## WORK ORDER
Isolate every line in the records below with "when" in it.

Stored items
"""

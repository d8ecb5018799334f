//! Issue and pull request snapshots handed to the labeler.

use std::collections::BTreeSet;
use std::fmt;

use serde::{Deserialize, Serialize};

/// What kind of item is being labeled.
#[derive(Debug, Clone, Copy, PartialEq, Eq, Serialize, Deserialize)]
#[serde(rename_all = "snake_case")]
pub enum EntityKind {
    Issue,
    PullRequest,
}

impl fmt::Display for EntityKind {
    fn fmt(&self, f: &mut fmt::Formatter<'_>) -> fmt::Result {
        match self {
            Self::Issue => write!(f, "issue"),
            Self::PullRequest => write!(f, "pull request"),
        }
    }
}

/// A changed file in a pull request, as reported by the source.
#[derive(Debug, Clone, PartialEq, Eq, Serialize, Deserialize)]
pub struct FileChange {
    pub path: String,
    /// `added`, `modified`, `removed`, `renamed`, ...
    #[serde(default)]
    pub status: String,
    pub additions: u32,
    pub deletions: u32,
    /// Unified diff hunk, absent for binary or very large files
    #[serde(default, skip_serializing_if = "Option::is_none")]
    pub patch: Option<String>,
}

/// The issue or pull request being classified.
#[derive(Debug, Clone, PartialEq, Eq, Serialize, Deserialize)]
pub struct TargetEntity {
    pub number: u64,
    pub kind: EntityKind,
    pub title: String,
    #[serde(default)]
    pub body: String,
    #[serde(default)]
    pub author: Option<String>,
    /// Labels currently on the entity
    #[serde(default)]
    pub current_labels: BTreeSet<String>,
    /// Changed files, in source order (pull requests only)
    #[serde(default)]
    pub files: Vec<FileChange>,
}

impl TargetEntity {
    pub fn issue(number: u64, title: impl Into<String>, body: impl Into<String>) -> Self {
        Self {
            number,
            kind: EntityKind::Issue,
            title: title.into(),
            body: body.into(),
            author: None,
            current_labels: BTreeSet::new(),
            files: Vec::new(),
        }
    }

    pub fn pull_request(
        number: u64,
        title: impl Into<String>,
        body: impl Into<String>,
        files: Vec<FileChange>,
    ) -> Self {
        Self {
            kind: EntityKind::PullRequest,
            files,
            ..Self::issue(number, title, body)
        }
    }

    pub fn with_labels<I, S>(mut self, labels: I) -> Self
    where
        I: IntoIterator<Item = S>,
        S: Into<String>,
    {
        self.current_labels = labels.into_iter().map(Into::into).collect();
        self
    }

    pub fn with_author(mut self, author: impl Into<String>) -> Self {
        self.author = Some(author.into());
        self
    }

    pub fn is_pull_request(&self) -> bool {
        self.kind == EntityKind::PullRequest
    }
}

/// Per-file entry of a compressed diff.
#[derive(Debug, Clone, PartialEq, Eq, Serialize)]
pub struct FileDiffSummary {
    pub path: String,
    pub status: String,
    pub additions: u32,
    pub deletions: u32,
    #[serde(skip_serializing_if = "Option::is_none")]
    pub patch: Option<String>,
}

/// Size-bounded view of a pull request's changes.
///
/// Totals always describe the whole change set, even when `files` was cut
/// short, so size-based instructions stay accurate.
#[derive(Debug, Clone, Default, PartialEq, Eq, Serialize)]
pub struct DiffSummary {
    pub files: Vec<FileDiffSummary>,
    pub total_files: usize,
    pub total_additions: u64,
    pub total_deletions: u64,
    /// Files left out because the size cap was reached
    pub omitted_files: usize,
    /// True when any file or patch was dropped or cut
    pub partial: bool,
}

impl DiffSummary {
    pub fn total_changes(&self) -> u64 {
        self.total_additions + self.total_deletions
    }
}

"""

## RESULT OF THIS EXERCISE
/// Totals always describe the whole change set, even when `files` was cut
    /// True when any file or patch was dropped or cut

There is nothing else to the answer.